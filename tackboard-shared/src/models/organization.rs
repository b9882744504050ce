/// Organization (workspace) model and database operations
///
/// Organizations own boards and cap how many a workspace may hold via
/// `board_limit`, enforced at board-creation time by the boards
/// handler.
///
/// # Schema
///
/// ```sql
/// CREATE TABLE organizations (
///     id UUID PRIMARY KEY DEFAULT gen_random_uuid(),
///     name VARCHAR(255) NOT NULL,
///     slug VARCHAR(255) NOT NULL UNIQUE,
///     description TEXT,
///     owner_id UUID NOT NULL,
///     board_limit INTEGER NOT NULL DEFAULT 7,
///     created_at TIMESTAMPTZ NOT NULL DEFAULT NOW(),
///     updated_at TIMESTAMPTZ NOT NULL DEFAULT NOW()
/// );
/// ```

use chrono::{DateTime, Utc};
use serde::{Deserialize, Serialize};
use sqlx::PgPool;
use uuid::Uuid;

/// Default board cap for newly created organizations
pub const DEFAULT_BOARD_LIMIT: i32 = 7;

/// Organization (workspace) that owns boards
#[derive(Debug, Clone, Serialize, Deserialize, sqlx::FromRow)]
#[serde(rename_all = "camelCase")]
pub struct Organization {
    /// Unique organization ID
    pub id: Uuid,

    /// Display name
    pub name: String,

    /// URL slug, unique across organizations
    pub slug: String,

    /// Optional description
    pub description: Option<String>,

    /// Owning user's ID
    pub owner_id: Uuid,

    /// Maximum number of boards this organization may hold
    pub board_limit: i32,

    /// When the organization was created
    pub created_at: DateTime<Utc>,

    /// When the organization was last updated
    pub updated_at: DateTime<Utc>,
}

/// Input for creating a new organization
#[derive(Debug, Clone, Serialize, Deserialize)]
#[serde(rename_all = "camelCase")]
pub struct CreateOrganization {
    /// Display name (the slug is derived from it)
    pub name: String,

    /// Optional description
    pub description: Option<String>,

    /// Owning user's ID
    pub owner_id: Uuid,

    /// Board cap, defaults to [`DEFAULT_BOARD_LIMIT`]
    pub board_limit: Option<i32>,
}

impl Organization {
    /// Creates a new organization
    ///
    /// The slug is derived from the name; a duplicate slug surfaces as
    /// a unique-constraint error.
    pub async fn create(pool: &PgPool, data: CreateOrganization) -> Result<Self, sqlx::Error> {
        let slug = super::slugify(&data.name);
        let board_limit = data.board_limit.unwrap_or(DEFAULT_BOARD_LIMIT);

        let organization = sqlx::query_as::<_, Organization>(
            r#"
            INSERT INTO organizations (name, slug, description, owner_id, board_limit)
            VALUES ($1, $2, $3, $4, $5)
            RETURNING id, name, slug, description, owner_id, board_limit,
                      created_at, updated_at
            "#,
        )
        .bind(data.name)
        .bind(slug)
        .bind(data.description)
        .bind(data.owner_id)
        .bind(board_limit)
        .fetch_one(pool)
        .await?;

        Ok(organization)
    }

    /// Finds an organization by ID
    pub async fn find_by_id(pool: &PgPool, id: Uuid) -> Result<Option<Self>, sqlx::Error> {
        let organization = sqlx::query_as::<_, Organization>(
            r#"
            SELECT id, name, slug, description, owner_id, board_limit,
                   created_at, updated_at
            FROM organizations
            WHERE id = $1
            "#,
        )
        .bind(id)
        .fetch_optional(pool)
        .await?;

        Ok(organization)
    }

    /// Finds an organization by slug
    pub async fn find_by_slug(pool: &PgPool, slug: &str) -> Result<Option<Self>, sqlx::Error> {
        let organization = sqlx::query_as::<_, Organization>(
            r#"
            SELECT id, name, slug, description, owner_id, board_limit,
                   created_at, updated_at
            FROM organizations
            WHERE slug = $1
            "#,
        )
        .bind(slug)
        .fetch_optional(pool)
        .await?;

        Ok(organization)
    }

    /// Lists all organizations, newest first
    pub async fn list(pool: &PgPool) -> Result<Vec<Self>, sqlx::Error> {
        let organizations = sqlx::query_as::<_, Organization>(
            r#"
            SELECT id, name, slug, description, owner_id, board_limit,
                   created_at, updated_at
            FROM organizations
            ORDER BY created_at DESC
            "#,
        )
        .fetch_all(pool)
        .await?;

        Ok(organizations)
    }
}

#[cfg(test)]
mod tests {
    use super::*;

    #[test]
    fn test_create_organization_struct() {
        let data = CreateOrganization {
            name: "Acme".to_string(),
            description: None,
            owner_id: Uuid::new_v4(),
            board_limit: None,
        };

        assert_eq!(data.name, "Acme");
        assert!(data.board_limit.is_none());
    }

    #[test]
    fn test_default_board_limit() {
        assert_eq!(DEFAULT_BOARD_LIMIT, 7);
    }
}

_ _ _

#### What you are asked to do:
Write out the records again, exactly as given.

#### Result of this exercise:
filename tackboard-shared/src/models/organization.rs
repository b9882744504050ce
/// Organization (workspace) model and database operations
///
/// Organizations own boards and cap how many a workspace may hold via
/// `board_limit`, enforced at board-creation time by the boards
/// handler.
///
/// # Schema
///
/// ```sql
/// CREATE TABLE organizations (
///     id UUID PRIMARY KEY DEFAULT gen_random_uuid(),
///     name VARCHAR(255) NOT NULL,
///     slug VARCHAR(255) NOT NULL UNIQUE,
///     description TEXT,
///     owner_id UUID NOT NULL,
///     board_limit INTEGER NOT NULL DEFAULT 7,
///     created_at TIMESTAMPTZ NOT NULL DEFAULT NOW(),
///     updated_at TIMESTAMPTZ NOT NULL DEFAULT NOW()
/// );
/// ```

use chrono::{DateTime, Utc};
use serde::{Deserialize, Serialize};
use sqlx::PgPool;
use uuid::Uuid;

/// Default board cap for newly created organizations
pub const DEFAULT_BOARD_LIMIT: i32 = 7;

/// Organization (workspace) that owns boards
#[derive(Debug, Clone, Serialize, Deserialize, sqlx::FromRow)]
#[serde(rename_all = "camelCase")]
pub struct Organization {
    /// Unique organization ID
    pub id: Uuid,

    /// Display name
    pub name: String,

    /// URL slug, unique across organizations
    pub slug: String,

    /// Optional description
    pub description: Option<String>,

    /// Owning user's ID
    pub owner_id: Uuid,

    /// Maximum number of boards this organization may hold
    pub board_limit: i32,

    /// When the organization was created
    pub created_at: DateTime<Utc>,

    /// When the organization was last updated
    pub updated_at: DateTime<Utc>,
}

/// Input for creating a new organization
#[derive(Debug, Clone, Serialize, Deserialize)]
#[serde(rename_all = "camelCase")]
pub struct CreateOrganization {
    /// Display name (the slug is derived from it)
    pub name: String,

    /// Optional description
    pub description: Option<String>,

    /// Owning user's ID
    pub owner_id: Uuid,

    /// Board cap, defaults to [`DEFAULT_BOARD_LIMIT`]
    pub board_limit: Option<i32>,
}

impl Organization {
    /// Creates a new organization
    ///
    /// The slug is derived from the name; a duplicate slug surfaces as
    /// a unique-constraint error.
    pub async fn create(pool: &PgPool, data: CreateOrganization) -> Result<Self, sqlx::Error> {
        let slug = super::slugify(&data.name);
        let board_limit = data.board_limit.unwrap_or(DEFAULT_BOARD_LIMIT);

        let organization = sqlx::query_as::<_, Organization>(
            r#"
            INSERT INTO organizations (name, slug, description, owner_id, board_limit)
            VALUES ($1, $2, $3, $4, $5)
            RETURNING id, name, slug, description, owner_id, board_limit,
                      created_at, updated_at
            "#,
        )
        .bind(data.name)
        .bind(slug)
        .bind(data.description)
        .bind(data.owner_id)
        .bind(board_limit)
        .fetch_one(pool)
        .await?;

        Ok(organization)
    }

    /// Finds an organization by ID
    pub async fn find_by_id(pool: &PgPool, id: Uuid) -> Result<Option<Self>, sqlx::Error> {
        let organization = sqlx::query_as::<_, Organization>(
            r#"
            SELECT id, name, slug, description, owner_id, board_limit,
                   created_at, updated_at
            FROM organizations
            WHERE id = $1
            "#,
        )
        .bind(id)
        .fetch_optional(pool)
        .await?;

        Ok(organization)
    }

    /// Finds an organization by slug
    pub async fn find_by_slug(pool: &PgPool, slug: &str) -> Result<Option<Self>, sqlx::Error> {
        let organization = sqlx::query_as::<_, Organization>(
            r#"
            SELECT id, name, slug, description, owner_id, board_limit,
                   created_at, updated_at
            FROM organizations
            WHERE slug = $1
            "#,
        )
        .bind(slug)
        .fetch_optional(pool)
        .await?;

        Ok(organization)
    }

    /// Lists all organizations, newest first
    pub async fn list(pool: &PgPool) -> Result<Vec<Self>, sqlx::Error> {
        let organizations = sqlx::query_as::<_, Organization>(
            r#"
            SELECT id, name, slug, description, owner_id, board_limit,
                   created_at, updated_at
            FROM organizations
            ORDER BY created_at DESC
            "#,
        )
        .fetch_all(pool)
        .await?;

        Ok(organizations)
    }
}

#[cfg(test)]
mod tests {
    use super::*;

    #[test]
    fn test_create_organization_struct() {
        let data = CreateOrganization {
            name: "Acme".to_string(),
            description: None,
            owner_id: Uuid::new_v4(),
            board_limit: None,
        };

        assert_eq!(data.name, "Acme");
        assert!(data.board_limit.is_none());
    }

    #[test]
    fn test_default_board_limit() {
        assert_eq!(DEFAULT_BOARD_LIMIT, 7);
    }
}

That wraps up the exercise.